### WHAT IS EXPECTED
Only a number is expected in reply: the count of lines below where the word "impl" occurs.

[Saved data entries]
++++++++

//! HTTP client for the remote query endpoint.
//!
//! One POST per statement: the SQL text and positional parameters travel in
//! the JSON body, the API token in a bearer authorization header. The
//! response envelope carries a top-level success flag plus a nested
//! per-statement result; both must report success.
//!
//! No retries live here. Failures are classified into the closed
//! [`RemoteError`] enumeration and the degradation policy one layer up
//! decides what to do with them.

use std::time::Duration;

use serde::{Deserialize, Serialize};
use thiserror::Error;

use crate::config::RemoteConfig;
use crate::db::value::{Row, SqlValue};

/// Per-request timeout for endpoint calls.
const QUERY_TIMEOUT: Duration = Duration::from_secs(30);

/// Message used when the envelope reports failure without saying why.
const GENERIC_FAILURE: &str = "query failed";

/// Case-insensitive envelope-message signatures that indicate an
/// infrastructure-class failure rather than a statement-level one.
const INFRA_SIGNATURES: &[&str] = &[
    "fetch failed",
    "socket",
    "connection reset",
    "host not found",
    "timed out",
    "timeout",
    "authentication",
    "invalid",
    "query failed",
];

// =============================================================================
// Errors
// =============================================================================

/// Classified remote-tier failure.
///
/// Every variant except [`RemoteError::Statement`] is infrastructure-class
/// and eligible for tier degradation. `Statement` failures are the remote
/// engine rejecting the SQL itself; degrading would only reproduce them
/// against a different engine, so they propagate.
#[derive(Debug, Error)]
pub enum RemoteError {
    /// The request never produced a response (connect failure, DNS, reset).
    #[error("remote query transport failure: {0}")]
    Transport(#[source] reqwest::Error),

    /// The request timed out.
    #[error("remote query timed out: {0}")]
    Timeout(#[source] reqwest::Error),

    /// The endpoint rejected the credentials.
    #[error("remote authentication failed: {message}")]
    Auth { message: String },

    /// The response body was not a recognizable envelope.
    #[error("malformed remote response: {message}")]
    InvalidResponse { message: String },

    /// The envelope reported a generic or connectivity-flavored failure.
    #[error("remote query failed: {message}")]
    QueryFailed { message: String },

    /// The remote engine rejected the statement (logic-class).
    #[error("{message}")]
    Statement { message: String },
}

impl RemoteError {
    /// Whether this failure is eligible to trigger tier degradation.
    pub fn is_infrastructure(&self) -> bool {
        !matches!(self, Self::Statement { .. })
    }

    fn from_transport(err: reqwest::Error) -> Self {
        if err.is_timeout() {
            Self::Timeout(err)
        } else {
            Self::Transport(err)
        }
    }

    /// Categorize a server-reported envelope message.
    ///
    /// The signature set is fixed: connectivity/config-flavored messages
    /// degrade, anything else is treated as the engine talking about the
    /// statement itself.
    fn from_envelope_message(message: String) -> Self {
        let lower = message.to_ascii_lowercase();
        if lower.contains("authentication") {
            return Self::Auth { message };
        }
        if INFRA_SIGNATURES.iter().any(|sig| lower.contains(sig)) {
            return Self::QueryFailed { message };
        }
        Self::Statement { message }
    }
}

// =============================================================================
// Wire envelope
// =============================================================================

#[derive(Serialize)]
struct QueryRequest<'a> {
    sql: &'a str,
    params: &'a [SqlValue],
}

#[derive(Deserialize)]
struct Envelope {
    success: bool,
    #[serde(default)]
    errors: Vec<ApiMessage>,
    #[serde(default)]
    result: Option<EnvelopeResult>,
}

#[derive(Deserialize)]
struct ApiMessage {
    message: String,
}

/// The endpoint wraps single-statement results in a one-element array.
#[derive(Deserialize)]
#[serde(untagged)]
enum EnvelopeResult {
    Many(Vec<StatementResult>),
    One(StatementResult),
}

impl EnvelopeResult {
    fn into_first(self) -> Option<StatementResult> {
        match self {
            Self::Many(results) => results.into_iter().next(),
            Self::One(result) => Some(result),
        }
    }
}

#[derive(Deserialize)]
struct StatementResult {
    success: bool,
    #[serde(default)]
    results: Vec<serde_json::Value>,
    #[serde(default)]
    meta: Option<StatementMeta>,
}

/// Execution metadata reported alongside the rows.
#[derive(Debug, Clone, Default, Deserialize)]
pub struct StatementMeta {
    /// Rows affected by the statement.
    #[serde(default)]
    pub changes: Option<u64>,
    /// Row identifier produced by an insert.
    #[serde(default)]
    pub last_row_id: Option<i64>,
}

/// Rows plus metadata for one executed statement.
#[derive(Debug, Default)]
pub(crate) struct QueryOutput {
    pub rows: Vec<Row>,
    pub meta: StatementMeta,
}

// =============================================================================
// Client
// =============================================================================

/// Client for the remote query endpoint.
pub(crate) struct RemoteClient {
    http: reqwest::Client,
    query_url: String,
    api_token: String,
}

impl std::fmt::Debug for RemoteClient {
    fn fmt(&self, f: &mut std::fmt::Formatter<'_>) -> std::fmt::Result {
        f.debug_struct("RemoteClient")
            .field("query_url", &self.query_url)
            .finish_non_exhaustive()
    }
}

impl RemoteClient {
    /// Build a client for the configured account and database.
    pub(crate) fn new(config: &RemoteConfig) -> Result<Self, RemoteError> {
        let http = reqwest::Client::builder()
            .timeout(QUERY_TIMEOUT)
            .build()
            .map_err(RemoteError::Transport)?;

        let query_url = format!(
            "{}/accounts/{}/d1/database/{}/query",
            config.api_base.trim_end_matches('/'),
            config.account_id,
            config.database_id,
        );

        Ok(Self {
            http,
            query_url,
            api_token: config.api_token.clone(),
        })
    }

    /// Execute one statement against the endpoint.
    pub(crate) async fn query(
        &self,
        sql: &str,
        params: &[SqlValue],
    ) -> Result<QueryOutput, RemoteError> {
        tracing::debug!(url = %self.query_url, "Executing remote statement");

        let response = self
            .http
            .post(&self.query_url)
            .bearer_auth(&self.api_token)
            .json(&QueryRequest { sql, params })
            .send()
            .await
            .map_err(RemoteError::from_transport)?;

        let status = response.status();
        if status == reqwest::StatusCode::UNAUTHORIZED || status == reqwest::StatusCode::FORBIDDEN {
            return Err(RemoteError::Auth {
                message: format!("endpoint returned {status}"),
            });
        }

        let envelope: Envelope = response.json().await.map_err(|err| {
            RemoteError::InvalidResponse {
                message: err.to_string(),
            }
        })?;

        if !envelope.success {
            let message = envelope
                .errors
                .into_iter()
                .next()
                .map(|e| e.message)
                .unwrap_or_else(|| GENERIC_FAILURE.to_string());
            tracing::warn!(error = %message, "Remote endpoint reported failure");
            return Err(RemoteError::from_envelope_message(message));
        }

        let statement = envelope
            .result
            .and_then(EnvelopeResult::into_first)
            .ok_or_else(|| RemoteError::QueryFailed {
                message: GENERIC_FAILURE.to_string(),
            })?;
        if !statement.success {
            return Err(RemoteError::QueryFailed {
                message: GENERIC_FAILURE.to_string(),
            });
        }

        Ok(QueryOutput {
            rows: statement.results.iter().map(Row::from_json).collect(),
            meta: statement.meta.unwrap_or_default(),
        })
    }
}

++++++++

### COMPLETED EXERCISE
4